Applying these alleged facts to well-established precedent outlined above, it is clear that
the Defendants have violated the Plaintiffs’ right to be free from unlawful entry. See Steagald
451 U.S. at 211-12 (prohibiting warrantless searches of private residences); Bates, 518 F.3d at
1245 (explaining the procedure for executing an arrest warrant at a third party’s residence);
McClish, 483 F.3d at 1240-41 (defining the contours of the exigency exception). The
Defendants’ search of the Plaintiffs’ home in the absence of a search warrant is presumptively
unconstitutional. Under the alleged facts, the Defendants had no reason to look into the
Plaintiffs’ pipe or to rush into the Plaintiffs’ residence without a warrant.
The Defendants seek to excuse their behavior by arguing that looking into the pipes did
not constitute a search under the Fourth Amendment or, in the alternative, that if it did constitute
a search, then it was excused by the “exigent circumstances” exception to the warrant
requirement. Both of these are easily dispensed with given the alleged facts.
“It is well-established ... that only individuals who have a legitimate expectation of
privacy in the area invaded may invoke the protections of the Fourth Amendment.” United States
v. Lee, 586 F.3d 859, 864 (11th Cir. 2009), cert. denied, ___ U.S. ___, 130 S. Ct. 2392 (2010)
(citing Smith v. Maryland, 442 U.S. 735, 740 (1979)). “The party alleging an unconstitutional
search must establish both a subjective and an objective expectation of privacy.” United States v.
Segura-Baltazar, 448 F.3d 1281, 1286 (11th Cir. 2006) (citing United States v. Robinson, 62
F.3d 1325, 1328 (11th Cir.1995)). “The subjective component requires that a person exhibit an
actual expectation of privacy, while the objective component requires that the privacy
expectation be one that society is prepared to recognize as reasonable.” Segura-Baltazar, 448
F.3d at 1286 (quoting Robinson, 62 F.3d at 1328).
The Supreme Court has explained that individuals do not have an objective expectation
of privacy in trash that is “in an area particularly suited for public inspection and, in a manner of
speaking, public consumption, for the express purpose of having strangers take it.” California v.

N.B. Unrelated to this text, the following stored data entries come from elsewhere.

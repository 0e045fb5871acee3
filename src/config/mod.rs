use anyhow::{Context, Result};
use directories::ProjectDirs;
use serde::{Deserialize, Serialize};
use std::collections::BTreeMap;
use std::path::{Path, PathBuf};

/// File name looked up in the project root before the user-wide config.
pub const PROJECT_CONFIG_FILE: &str = "rimutate.toml";

/// Largest accepted `execution.timeout_factor`.
pub const MAX_TIMEOUT_FACTOR: f64 = 1000.0;

/// Application configuration
#[derive(Debug, Clone, Default, Serialize, Deserialize)]
pub struct Config {
    /// General settings
    #[serde(default)]
    pub general: GeneralConfig,

    /// Worker pool and deadlines
    #[serde(default)]
    pub execution: ExecutionConfig,

    /// How the test suite is invoked
    #[serde(default)]
    pub runner: RunnerConfig,

    /// Operator id -> enabled flag or detailed settings
    #[serde(default)]
    pub operators: BTreeMap<String, OperatorSetting>,

    /// Extra named constants operators may resolve
    #[serde(default)]
    pub constants: BTreeMap<String, i64>,

    /// Regions excluded from mutation
    #[serde(default)]
    pub ignore: Vec<IgnoreEntry>,

    /// In-source comment markers switching mutation off and on
    #[serde(default)]
    pub markers: MarkerConfig,

    /// Minimum scores for a passing run
    #[serde(default)]
    pub thresholds: ThresholdConfig,
}

/// Startup errors. Any of these aborts the run before mutation work begins.
#[derive(Debug, thiserror::Error, PartialEq, Eq)]
pub enum ConfigError {
    #[error("unknown mutation operator `{0}`")]
    UnknownOperator(String),

    #[error("operator `{operator}` has no rule `{rule}`")]
    UnknownRule { operator: String, rule: String },

    #[error("operator `{operator}`: rule `{rule}` refers to undefined constant `{name}`")]
    UnknownConstant {
        operator: String,
        rule: String,
        name: String,
    },

    #[error("ignore entry for `{glob}` refers to unknown operator `{operator}`")]
    UnknownIgnoredOperator { glob: String, operator: String },

    #[error("invalid value for `{field}`: {reason}")]
    InvalidValue { field: String, reason: String },
}

#[derive(Debug, Clone, Serialize, Deserialize)]
pub struct GeneralConfig {
    /// Log level (trace, debug, info, warn, error)
    #[serde(default = "default_log_level")]
    pub log_level: String,
}

#[derive(Debug, Clone, Serialize, Deserialize)]
pub struct ExecutionConfig {
    /// Number of mutants tested concurrently
    #[serde(default = "default_workers")]
    pub workers: usize,

    /// Multiplier applied to the baseline time of the selected tests
    #[serde(default = "default_timeout_factor")]
    pub timeout_factor: f64,

    /// Fixed allowance added to every deadline
    #[serde(default = "default_timeout_margin_ms")]
    pub timeout_margin_ms: u64,

    /// Upper bound for the unmutated baseline run
    #[serde(default = "default_baseline_timeout")]
    pub baseline_timeout_seconds: u64,

    /// Additional attempts when the test process cannot be started
    #[serde(default = "default_spawn_retries")]
    pub spawn_retries: u32,

    /// Skip mutants whose source is identical to an earlier one
    #[serde(default = "default_enabled")]
    pub deduplicate: bool,
}

#[derive(Debug, Clone, Serialize, Deserialize)]
pub struct RunnerConfig {
    /// Program to execute in the working copy
    #[serde(default = "default_program")]
    pub program: String,

    /// Arguments. `{tests}` expands to one argument per selected test and
    /// `{filter}` to the tests joined by `|`; with neither, tests are appended.
    #[serde(default = "default_args")]
    pub args: Vec<String>,

    /// Extra environment for the test process
    #[serde(default)]
    pub env: BTreeMap<String, String>,

    /// Output fragments that mean the mutant did not build
    #[serde(default = "default_compile_error_markers")]
    pub compile_error_markers: Vec<String>,

    /// Captured output kept per mutant
    #[serde(default = "default_max_output_bytes")]
    pub max_output_bytes: usize,
}

/// An operator is either switched on/off or configured in detail:
///
/// ```toml
/// [operators]
/// logical_flip = false
///
/// [operators.call_rename]
/// rules = { mb_strlen = false }
/// renames = { widen_length = { target = "length", max_args = 1 } }
/// ```
#[derive(Debug, Clone, PartialEq, Serialize, Deserialize)]
#[serde(untagged)]
pub enum OperatorSetting {
    Enabled(bool),
    Detailed(OperatorOptions),
}

impl OperatorSetting {
    pub fn enabled(&self) -> bool {
        match self {
            OperatorSetting::Enabled(enabled) => *enabled,
            OperatorSetting::Detailed(options) => options.enabled,
        }
    }

    pub fn options(&self) -> Option<&OperatorOptions> {
        match self {
            OperatorSetting::Enabled(_) => None,
            OperatorSetting::Detailed(options) => Some(options),
        }
    }
}

#[derive(Debug, Clone, PartialEq, Serialize, Deserialize)]
pub struct OperatorOptions {
    #[serde(default = "default_enabled")]
    pub enabled: bool,

    /// Built-in sub-rule name -> enabled
    #[serde(default)]
    pub rules: BTreeMap<String, bool>,

    /// Additional `call_rename` rules keyed by source function
    #[serde(default)]
    pub renames: BTreeMap<String, RenameSetting>,

    /// Additional `mode_rewrite` rules keyed by source function
    #[serde(default)]
    pub modes: BTreeMap<String, ModeSetting>,
}

#[derive(Debug, Clone, PartialEq, Serialize, Deserialize)]
pub struct RenameSetting {
    pub target: String,
    #[serde(default)]
    pub max_args: Option<usize>,
}

#[derive(Debug, Clone, PartialEq, Serialize, Deserialize)]
pub struct ModeSetting {
    #[serde(default = "default_mode_arg")]
    pub mode_arg: usize,

    #[serde(default = "default_keep_args")]
    pub keep_args: usize,

    /// Mode (integer literal or constant name) -> target function
    pub modes: BTreeMap<String, String>,
}

/// Excludes matching mutations from execution; they are reported as ignored.
#[derive(Debug, Clone, PartialEq, Serialize, Deserialize)]
pub struct IgnoreEntry {
    /// Glob over project-relative paths
    pub glob: String,

    #[serde(default)]
    pub start_line: Option<u32>,

    #[serde(default)]
    pub end_line: Option<u32>,

    /// Restrict to these operators; empty means all
    #[serde(default)]
    pub operators: Vec<String>,
}

#[derive(Debug, Clone, Serialize, Deserialize)]
pub struct MarkerConfig {
    #[serde(default = "default_enabled")]
    pub enabled: bool,

    #[serde(default = "default_marker_off")]
    pub off: String,

    #[serde(default = "default_marker_on")]
    pub on: String,
}

#[derive(Debug, Clone, Default, Serialize, Deserialize)]
pub struct ThresholdConfig {
    /// Minimum mutation score indicator, in percent
    #[serde(default)]
    pub min_msi: Option<f64>,

    /// Minimum covered mutation score indicator, in percent
    #[serde(default)]
    pub min_covered_msi: Option<f64>,
}

// Default value functions
fn default_log_level() -> String {
    "info".to_string()
}

fn default_enabled() -> bool {
    true
}

fn default_workers() -> usize {
    std::thread::available_parallelism()
        .map(|n| n.get())
        .unwrap_or(1)
}

fn default_timeout_factor() -> f64 {
    2.0
}

fn default_timeout_margin_ms() -> u64 {
    5000
}

fn default_baseline_timeout() -> u64 {
    300
}

fn default_spawn_retries() -> u32 {
    1
}

fn default_program() -> String {
    "cargo".to_string()
}

fn default_args() -> Vec<String> {
    vec![
        "test".to_string(),
        "--".to_string(),
        "--exact".to_string(),
        "{tests}".to_string(),
    ]
}

fn default_compile_error_markers() -> Vec<String> {
    ["error[E", "could not compile", "Parse error", "SyntaxError"]
        .into_iter()
        .map(String::from)
        .collect()
}

fn default_max_output_bytes() -> usize {
    10_000
}

fn default_mode_arg() -> usize {
    1
}

fn default_keep_args() -> usize {
    1
}

fn default_marker_off() -> String {
    "rimutate:off".to_string()
}

fn default_marker_on() -> String {
    "rimutate:on".to_string()
}

impl Default for GeneralConfig {
    fn default() -> Self {
        Self {
            log_level: default_log_level(),
        }
    }
}

impl Default for ExecutionConfig {
    fn default() -> Self {
        Self {
            workers: default_workers(),
            timeout_factor: default_timeout_factor(),
            timeout_margin_ms: default_timeout_margin_ms(),
            baseline_timeout_seconds: default_baseline_timeout(),
            spawn_retries: default_spawn_retries(),
            deduplicate: true,
        }
    }
}

impl Default for RunnerConfig {
    fn default() -> Self {
        Self {
            program: default_program(),
            args: default_args(),
            env: BTreeMap::new(),
            compile_error_markers: default_compile_error_markers(),
            max_output_bytes: default_max_output_bytes(),
        }
    }
}

impl Default for MarkerConfig {
    fn default() -> Self {
        Self {
            enabled: true,
            off: default_marker_off(),
            on: default_marker_on(),
        }
    }
}

impl Config {
    /// Load configuration from file, or create default if not found
    pub fn load(path: Option<&Path>) -> Result<Self> {
        let config_path = path.map(PathBuf::from).or_else(Self::default_config_path);

        let config: Config = if let Some(ref path) = config_path {
            if path.exists() {
                let contents = std::fs::read_to_string(path)
                    .with_context(|| format!("Failed to read config from {:?}", path))?;
                toml::from_str(&contents)
                    .with_context(|| format!("Failed to parse config from {:?}", path))?
            } else {
                Config::default()
            }
        } else {
            Config::default()
        };

        config.validate()?;
        Ok(config)
    }

    /// Load the explicitly given file, else `rimutate.toml` in the project
    /// root, else the user-wide default.
    pub fn discover(explicit: Option<&Path>, project_root: &Path) -> Result<Self> {
        if explicit.is_some() {
            return Self::load(explicit);
        }
        let local = project_root.join(PROJECT_CONFIG_FILE);
        if local.exists() {
            Self::load(Some(&local))
        } else {
            Self::load(None)
        }
    }

    /// Save configuration to file
    pub fn save(&self, path: Option<&Path>) -> Result<()> {
        let config_path = path
            .map(PathBuf::from)
            .or_else(Self::default_config_path)
            .context("No config path available")?;

        // Ensure parent directory exists
        if let Some(parent) = config_path.parent() {
            std::fs::create_dir_all(parent)
                .with_context(|| format!("Failed to create config directory: {:?}", parent))?;
        }

        let contents = toml::to_string_pretty(self).context("Failed to serialize config")?;
        std::fs::write(&config_path, contents)
            .with_context(|| format!("Failed to write config to {:?}", config_path))?;

        Ok(())
    }

    /// Write the default configuration to `rimutate.toml` in the project
    /// root. An existing file is left alone.
    pub fn init(project_root: &Path) -> Result<PathBuf> {
        let path = project_root.join(PROJECT_CONFIG_FILE);
        if path.exists() {
            anyhow::bail!("{:?} already exists", path);
        }
        Self::default().save(Some(&path))?;
        Ok(path)
    }

    /// Get the default configuration file path
    pub fn default_config_path() -> Option<PathBuf> {
        ProjectDirs::from("com", "rimutate", "rimutate")
            .map(|dirs| dirs.config_dir().join("config.toml"))
    }

    /// Range checks that do not depend on the operator set. Operator ids are
    /// checked when the registry is built.
    pub fn validate(&self) -> Result<(), ConfigError> {
        let invalid = |field: &str, reason: &str| ConfigError::InvalidValue {
            field: field.to_string(),
            reason: reason.to_string(),
        };

        if self.execution.workers == 0 {
            return Err(invalid("execution.workers", "must be at least 1"));
        }
        if !(self.execution.timeout_factor > 0.0
            && self.execution.timeout_factor <= MAX_TIMEOUT_FACTOR)
        {
            return Err(invalid(
                "execution.timeout_factor",
                &format!("must be greater than 0 and at most {}", MAX_TIMEOUT_FACTOR),
            ));
        }
        if self.runner.program.trim().is_empty() {
            return Err(invalid("runner.program", "must not be empty"));
        }
        for (field, value) in [
            ("thresholds.min_msi", self.thresholds.min_msi),
            ("thresholds.min_covered_msi", self.thresholds.min_covered_msi),
        ] {
            if let Some(value) = value {
                if !(0.0..=100.0).contains(&value) {
                    return Err(invalid(field, "must be a percentage between 0 and 100"));
                }
            }
        }
        for entry in &self.ignore {
            if let (Some(start), Some(end)) = (entry.start_line, entry.end_line) {
                if start > end {
                    return Err(invalid(
                        "ignore.start_line",
                        &format!("{} is after end_line {} for `{}`", start, end, entry.glob),
                    ));
                }
            }
        }
        if self.markers.enabled && (self.markers.off.is_empty() || self.markers.on.is_empty()) {
            return Err(invalid("markers", "off and on markers must not be empty"));
        }
        Ok(())
    }
}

Greenwood, 486 U.S. 35, 40-41 (1988) (quoting United States v. Reicherter, 647 F.2d 397, 399
(3d. Cir. 1981)). The key factor in the Court’s discussion in Greenwood is the idea that officers
are allowed to search any area that a member of the public would be able to search. More
specifically, the Court explained that “[w]hat a person knowingly exposes to the public, even in
his own home or office, is not a subject of Fourth Amendment protection.” 486 U.S. at 41
(quoting Katz v. United States, 389 U.S. 347, 351 (1967)). Lower court decisions from around
the country have echoed this sentiment by explaining that waste water flowing irretrievably into
public sewer systems should receive the same amount of Fourth Amendment protection that
trash on a curb receives. See, e.g, Riverdale Mills Corp. v. Pimpare, 392 F.3d 55, 63-65 (1st
Cir. 2004); United States v. Hajduk, 396 F. Supp. 2d 1216, 1224-26 (D.Colo. 2005); People v.
Elec. Plating Co., 683 N.E.2d 465, 466-70 (1997). The Hajduk court further clarified this issue,
by noting the difference between a search of a sewer pipe and the search of a “wastewater
treatment tank” which has yet to send its contents to the public sewer system. Hajduk, 396 F.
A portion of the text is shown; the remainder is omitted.